TASK INPUT
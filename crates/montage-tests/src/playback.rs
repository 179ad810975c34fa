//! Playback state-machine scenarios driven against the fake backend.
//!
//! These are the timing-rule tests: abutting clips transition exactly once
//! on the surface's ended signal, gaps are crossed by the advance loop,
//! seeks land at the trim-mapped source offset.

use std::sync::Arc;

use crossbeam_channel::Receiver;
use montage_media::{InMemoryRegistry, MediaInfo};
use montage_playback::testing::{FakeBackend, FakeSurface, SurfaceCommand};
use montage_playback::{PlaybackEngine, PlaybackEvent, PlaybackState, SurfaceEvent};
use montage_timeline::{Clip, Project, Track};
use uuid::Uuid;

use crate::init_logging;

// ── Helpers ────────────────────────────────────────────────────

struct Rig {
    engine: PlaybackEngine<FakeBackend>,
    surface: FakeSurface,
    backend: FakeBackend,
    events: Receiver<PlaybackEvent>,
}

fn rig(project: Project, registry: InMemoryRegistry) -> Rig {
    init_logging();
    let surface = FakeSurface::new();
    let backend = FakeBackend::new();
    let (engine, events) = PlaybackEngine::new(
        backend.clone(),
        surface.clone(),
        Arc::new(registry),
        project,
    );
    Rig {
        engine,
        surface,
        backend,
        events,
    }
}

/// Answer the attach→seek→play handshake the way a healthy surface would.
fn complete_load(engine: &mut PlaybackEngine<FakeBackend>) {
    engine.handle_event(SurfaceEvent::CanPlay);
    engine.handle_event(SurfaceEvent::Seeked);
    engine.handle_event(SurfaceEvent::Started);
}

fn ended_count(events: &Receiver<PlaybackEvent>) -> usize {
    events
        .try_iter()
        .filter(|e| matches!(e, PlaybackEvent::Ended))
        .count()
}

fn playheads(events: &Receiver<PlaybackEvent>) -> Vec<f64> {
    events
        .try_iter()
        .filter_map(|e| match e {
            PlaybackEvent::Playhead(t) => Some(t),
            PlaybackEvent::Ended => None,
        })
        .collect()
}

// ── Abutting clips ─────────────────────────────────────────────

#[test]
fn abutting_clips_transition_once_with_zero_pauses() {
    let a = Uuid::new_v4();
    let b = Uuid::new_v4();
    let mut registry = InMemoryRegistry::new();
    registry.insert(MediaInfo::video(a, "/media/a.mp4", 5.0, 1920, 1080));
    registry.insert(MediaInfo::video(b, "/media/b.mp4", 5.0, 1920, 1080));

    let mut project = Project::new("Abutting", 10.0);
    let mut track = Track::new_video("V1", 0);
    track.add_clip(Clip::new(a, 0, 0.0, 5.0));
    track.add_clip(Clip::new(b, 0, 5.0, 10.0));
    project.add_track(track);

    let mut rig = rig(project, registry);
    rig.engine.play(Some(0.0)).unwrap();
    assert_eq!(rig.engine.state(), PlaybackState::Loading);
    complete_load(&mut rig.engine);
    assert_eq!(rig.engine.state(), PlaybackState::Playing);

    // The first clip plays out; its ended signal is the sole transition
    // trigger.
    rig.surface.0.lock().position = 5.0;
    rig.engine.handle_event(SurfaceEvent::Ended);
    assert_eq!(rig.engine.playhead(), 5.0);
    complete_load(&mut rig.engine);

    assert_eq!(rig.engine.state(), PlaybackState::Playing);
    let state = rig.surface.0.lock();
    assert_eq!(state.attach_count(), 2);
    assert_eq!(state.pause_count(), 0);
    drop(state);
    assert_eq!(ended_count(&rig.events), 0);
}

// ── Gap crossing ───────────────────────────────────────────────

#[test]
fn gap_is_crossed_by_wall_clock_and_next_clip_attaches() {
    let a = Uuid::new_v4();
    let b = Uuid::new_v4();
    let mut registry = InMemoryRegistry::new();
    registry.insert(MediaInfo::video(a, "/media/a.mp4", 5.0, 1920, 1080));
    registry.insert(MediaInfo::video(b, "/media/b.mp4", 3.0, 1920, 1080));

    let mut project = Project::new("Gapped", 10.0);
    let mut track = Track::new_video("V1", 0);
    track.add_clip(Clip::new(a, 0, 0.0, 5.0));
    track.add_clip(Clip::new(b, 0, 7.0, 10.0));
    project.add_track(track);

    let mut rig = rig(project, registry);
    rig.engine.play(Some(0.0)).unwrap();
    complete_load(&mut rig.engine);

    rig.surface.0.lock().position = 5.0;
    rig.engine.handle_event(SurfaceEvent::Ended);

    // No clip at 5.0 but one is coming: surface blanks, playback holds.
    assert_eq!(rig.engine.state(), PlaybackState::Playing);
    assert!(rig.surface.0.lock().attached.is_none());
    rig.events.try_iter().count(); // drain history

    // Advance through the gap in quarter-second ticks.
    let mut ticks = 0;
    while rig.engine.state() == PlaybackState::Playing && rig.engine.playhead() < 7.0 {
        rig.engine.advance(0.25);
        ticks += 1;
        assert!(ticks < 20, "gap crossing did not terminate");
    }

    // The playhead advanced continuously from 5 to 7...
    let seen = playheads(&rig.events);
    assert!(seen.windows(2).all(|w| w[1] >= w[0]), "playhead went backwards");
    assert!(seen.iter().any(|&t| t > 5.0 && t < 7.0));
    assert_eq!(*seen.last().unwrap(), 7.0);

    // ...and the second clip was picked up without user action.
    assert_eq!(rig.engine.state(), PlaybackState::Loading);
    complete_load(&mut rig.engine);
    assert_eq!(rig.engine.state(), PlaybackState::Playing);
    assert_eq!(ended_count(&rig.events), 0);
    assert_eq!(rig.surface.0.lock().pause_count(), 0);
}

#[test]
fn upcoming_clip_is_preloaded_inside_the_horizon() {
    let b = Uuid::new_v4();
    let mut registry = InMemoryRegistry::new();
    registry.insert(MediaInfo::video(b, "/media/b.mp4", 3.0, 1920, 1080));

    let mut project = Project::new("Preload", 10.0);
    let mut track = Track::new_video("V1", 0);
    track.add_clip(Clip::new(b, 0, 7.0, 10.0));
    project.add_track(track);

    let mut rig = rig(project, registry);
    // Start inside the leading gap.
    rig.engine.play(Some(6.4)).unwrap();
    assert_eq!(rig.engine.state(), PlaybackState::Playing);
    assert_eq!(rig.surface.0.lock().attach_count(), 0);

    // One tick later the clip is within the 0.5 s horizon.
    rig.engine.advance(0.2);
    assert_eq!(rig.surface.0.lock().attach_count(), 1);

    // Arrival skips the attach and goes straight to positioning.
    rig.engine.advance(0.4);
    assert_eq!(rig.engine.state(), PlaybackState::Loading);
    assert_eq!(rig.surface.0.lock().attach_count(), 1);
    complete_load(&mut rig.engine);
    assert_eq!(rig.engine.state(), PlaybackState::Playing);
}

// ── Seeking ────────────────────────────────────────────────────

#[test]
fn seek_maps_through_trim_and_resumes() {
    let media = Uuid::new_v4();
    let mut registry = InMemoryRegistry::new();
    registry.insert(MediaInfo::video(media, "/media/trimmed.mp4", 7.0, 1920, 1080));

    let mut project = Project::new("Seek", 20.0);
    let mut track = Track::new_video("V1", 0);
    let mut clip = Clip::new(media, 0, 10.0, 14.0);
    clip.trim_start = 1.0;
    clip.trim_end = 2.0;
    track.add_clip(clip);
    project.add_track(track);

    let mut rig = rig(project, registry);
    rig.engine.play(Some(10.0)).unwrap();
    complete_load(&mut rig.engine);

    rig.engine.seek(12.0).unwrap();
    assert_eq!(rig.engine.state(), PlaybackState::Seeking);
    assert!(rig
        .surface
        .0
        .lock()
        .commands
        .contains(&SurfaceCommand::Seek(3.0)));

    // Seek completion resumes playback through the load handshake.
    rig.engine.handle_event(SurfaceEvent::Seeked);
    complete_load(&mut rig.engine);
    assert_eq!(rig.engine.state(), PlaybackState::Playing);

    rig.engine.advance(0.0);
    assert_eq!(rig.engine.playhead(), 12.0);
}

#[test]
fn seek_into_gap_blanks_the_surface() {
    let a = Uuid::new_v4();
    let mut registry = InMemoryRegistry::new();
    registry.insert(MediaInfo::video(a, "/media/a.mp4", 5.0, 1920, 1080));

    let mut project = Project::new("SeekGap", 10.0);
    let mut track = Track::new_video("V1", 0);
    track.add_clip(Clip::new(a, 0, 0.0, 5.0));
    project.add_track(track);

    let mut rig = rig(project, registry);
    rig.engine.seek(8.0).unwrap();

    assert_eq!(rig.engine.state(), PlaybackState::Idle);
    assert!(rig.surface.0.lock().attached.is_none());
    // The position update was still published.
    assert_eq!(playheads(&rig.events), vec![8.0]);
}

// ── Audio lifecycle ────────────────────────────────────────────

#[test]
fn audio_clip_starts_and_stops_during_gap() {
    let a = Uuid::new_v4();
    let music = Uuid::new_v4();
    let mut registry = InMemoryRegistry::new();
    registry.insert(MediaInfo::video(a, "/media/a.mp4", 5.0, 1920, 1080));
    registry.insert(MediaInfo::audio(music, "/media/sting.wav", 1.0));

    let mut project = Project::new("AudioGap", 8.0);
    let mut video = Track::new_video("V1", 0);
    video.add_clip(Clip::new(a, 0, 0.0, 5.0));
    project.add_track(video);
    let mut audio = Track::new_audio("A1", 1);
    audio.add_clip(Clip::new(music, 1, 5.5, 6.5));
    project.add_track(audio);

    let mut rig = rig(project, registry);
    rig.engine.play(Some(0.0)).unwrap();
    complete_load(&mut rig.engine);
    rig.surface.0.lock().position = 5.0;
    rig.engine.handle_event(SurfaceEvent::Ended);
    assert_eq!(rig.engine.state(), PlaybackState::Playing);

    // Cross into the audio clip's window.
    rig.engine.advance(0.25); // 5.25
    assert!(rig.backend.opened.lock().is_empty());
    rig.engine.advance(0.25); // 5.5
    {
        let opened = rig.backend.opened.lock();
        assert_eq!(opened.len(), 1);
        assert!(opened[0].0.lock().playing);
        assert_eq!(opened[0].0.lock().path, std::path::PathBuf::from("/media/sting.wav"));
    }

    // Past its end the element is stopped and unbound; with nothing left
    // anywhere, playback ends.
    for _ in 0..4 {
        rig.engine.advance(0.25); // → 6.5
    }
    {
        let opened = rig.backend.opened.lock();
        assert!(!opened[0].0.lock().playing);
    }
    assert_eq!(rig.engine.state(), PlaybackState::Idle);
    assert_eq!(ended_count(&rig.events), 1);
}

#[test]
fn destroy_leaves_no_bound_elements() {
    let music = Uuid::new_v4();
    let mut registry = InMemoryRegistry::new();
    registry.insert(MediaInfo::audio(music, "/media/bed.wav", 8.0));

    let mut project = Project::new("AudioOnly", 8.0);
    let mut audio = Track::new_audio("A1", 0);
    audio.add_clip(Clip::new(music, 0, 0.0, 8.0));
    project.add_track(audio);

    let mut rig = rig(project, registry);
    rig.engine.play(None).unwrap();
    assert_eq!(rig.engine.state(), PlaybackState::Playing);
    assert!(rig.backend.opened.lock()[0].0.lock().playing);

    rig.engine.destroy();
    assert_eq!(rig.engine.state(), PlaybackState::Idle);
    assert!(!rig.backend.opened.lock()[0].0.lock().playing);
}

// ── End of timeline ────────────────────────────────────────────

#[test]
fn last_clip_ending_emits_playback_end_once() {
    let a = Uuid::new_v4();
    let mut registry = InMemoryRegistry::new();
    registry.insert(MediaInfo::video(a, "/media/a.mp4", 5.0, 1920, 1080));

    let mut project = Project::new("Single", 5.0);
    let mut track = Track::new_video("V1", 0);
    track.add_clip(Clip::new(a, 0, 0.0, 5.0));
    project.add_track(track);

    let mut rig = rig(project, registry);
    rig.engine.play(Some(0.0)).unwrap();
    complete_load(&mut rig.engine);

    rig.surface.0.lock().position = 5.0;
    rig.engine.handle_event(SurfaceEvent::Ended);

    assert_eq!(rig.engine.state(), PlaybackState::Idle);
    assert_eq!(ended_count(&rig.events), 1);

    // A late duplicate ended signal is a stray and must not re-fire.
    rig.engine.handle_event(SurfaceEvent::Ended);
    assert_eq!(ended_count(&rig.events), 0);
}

WHAT YOU SHOULD DO
A copy of each line in the data above that holds the string "PlaybackEvent" is needed.

COMPLETED TASK
use montage_playback::{PlaybackEngine, PlaybackEvent, PlaybackState, SurfaceEvent};
    events: Receiver<PlaybackEvent>,
fn ended_count(events: &Receiver<PlaybackEvent>) -> usize {
        .filter(|e| matches!(e, PlaybackEvent::Ended))
fn playheads(events: &Receiver<PlaybackEvent>) -> Vec<f64> {
            PlaybackEvent::Playhead(t) => Some(t),
            PlaybackEvent::Ended => None,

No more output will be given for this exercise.